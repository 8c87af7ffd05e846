//! Package description consumed by the engines.
//!
//! A [`Package`] is owned by the surrounding orchestrator; the engines only
//! borrow it for the duration of one operation.

use std::fmt;
use std::path::PathBuf;
use std::sync::Arc;

use tracing::info;

/// Receives human-readable progress messages for a package.
pub trait Progress: Send + Sync {
  fn report(&self, package: &str, message: &str);
}

/// Default progress sink: forwards messages to `tracing`.
#[derive(Debug, Default, Clone, Copy)]
pub struct TracingProgress;

impl Progress for TracingProgress {
  fn report(&self, package: &str, message: &str) {
    info!(package, "{}", message);
  }
}

/// A package as seen by the import and generation engines.
#[derive(Clone)]
pub struct Package {
  pub name: String,
  /// Source tree managed by the importer.
  pub srcdir: PathBuf,
  /// Installation root.
  pub prefix: PathBuf,
  /// Build directory of the generated build system.
  pub builddir: PathBuf,
  /// Names of the packages this one depends on.
  pub dependencies: Vec<String>,
  /// Set by the importer once the source tree has been checked out or updated.
  pub updated: bool,
  progress: Arc<dyn Progress>,
}

impl Package {
  /// Create a package. The build directory defaults to `<srcdir>/build`.
  pub fn new(name: impl Into<String>, srcdir: impl Into<PathBuf>, prefix: impl Into<PathBuf>) -> Self {
    let srcdir = srcdir.into();
    Self {
      name: name.into(),
      builddir: srcdir.join("build"),
      srcdir,
      prefix: prefix.into(),
      dependencies: Vec::new(),
      updated: false,
      progress: Arc::new(TracingProgress),
    }
  }

  pub fn with_builddir(mut self, builddir: impl Into<PathBuf>) -> Self {
    self.builddir = builddir.into();
    self
  }

  pub fn with_dependencies<I, S>(mut self, dependencies: I) -> Self
  where
    I: IntoIterator<Item = S>,
    S: Into<String>,
  {
    self.dependencies = dependencies.into_iter().map(Into::into).collect();
    self
  }

  pub fn with_progress(mut self, progress: Arc<dyn Progress>) -> Self {
    self.progress = progress;
    self
  }

  /// Report progress. `%s` in `message` is replaced by the package name.
  pub fn progress(&self, message: &str) {
    self.progress.report(&self.name, &message.replace("%s", &self.name));
  }
}

impl fmt::Debug for Package {
  fn fmt(&self, f: &mut fmt::Formatter<'_>) -> fmt::Result {
    f.debug_struct("Package")
      .field("name", &self.name)
      .field("srcdir", &self.srcdir)
      .field("prefix", &self.prefix)
      .field("builddir", &self.builddir)
      .field("dependencies", &self.dependencies)
      .field("updated", &self.updated)
      .finish_non_exhaustive()
  }
}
※
• EXERCISE BRIEF
Every single record is to be set down again, unaltered.

• RESPONSE BELOW
repository 8c87af7ffd05e846
//! Package description consumed by the engines.
//!
//! A [`Package`] is owned by the surrounding orchestrator; the engines only
//! borrow it for the duration of one operation.

use std::fmt;
use std::path::PathBuf;
use std::sync::Arc;

use tracing::info;

/// Receives human-readable progress messages for a package.
pub trait Progress: Send + Sync {
  fn report(&self, package: &str, message: &str);
}

/// Default progress sink: forwards messages to `tracing`.
#[derive(Debug, Default, Clone, Copy)]
pub struct TracingProgress;

impl Progress for TracingProgress {
  fn report(&self, package: &str, message: &str) {
    info!(package, "{}", message);
  }
}

/// A package as seen by the import and generation engines.
#[derive(Clone)]
pub struct Package {
  pub name: String,
  /// Source tree managed by the importer.
  pub srcdir: PathBuf,
  /// Installation root.
  pub prefix: PathBuf,
  /// Build directory of the generated build system.
  pub builddir: PathBuf,
  /// Names of the packages this one depends on.
  pub dependencies: Vec<String>,
  /// Set by the importer once the source tree has been checked out or updated.
  pub updated: bool,
  progress: Arc<dyn Progress>,
}

impl Package {
  /// Create a package. The build directory defaults to `<srcdir>/build`.
  pub fn new(name: impl Into<String>, srcdir: impl Into<PathBuf>, prefix: impl Into<PathBuf>) -> Self {
    let srcdir = srcdir.into();
    Self {
      name: name.into(),
      builddir: srcdir.join("build"),
      srcdir,
      prefix: prefix.into(),
      dependencies: Vec::new(),
      updated: false,
      progress: Arc::new(TracingProgress),
    }
  }

  pub fn with_builddir(mut self, builddir: impl Into<PathBuf>) -> Self {
    self.builddir = builddir.into();
    self
  }

  pub fn with_dependencies<I, S>(mut self, dependencies: I) -> Self
  where
    I: IntoIterator<Item = S>,
    S: Into<String>,
  {
    self.dependencies = dependencies.into_iter().map(Into::into).collect();
    self
  }

  pub fn with_progress(mut self, progress: Arc<dyn Progress>) -> Self {
    self.progress = progress;
    self
  }

  /// Report progress. `%s` in `message` is replaced by the package name.
  pub fn progress(&self, message: &str) {
    self.progress.report(&self.name, &message.replace("%s", &self.name));
  }
}

impl fmt::Debug for Package {
  fn fmt(&self, f: &mut fmt::Formatter<'_>) -> fmt::Result {
    f.debug_struct("Package")
      .field("name", &self.name)
      .field("srcdir", &self.srcdir)
      .field("prefix", &self.prefix)
      .field("builddir", &self.builddir)
      .field("dependencies", &self.dependencies)
      .field("updated", &self.updated)
      .finish_non_exhaustive()
  }
}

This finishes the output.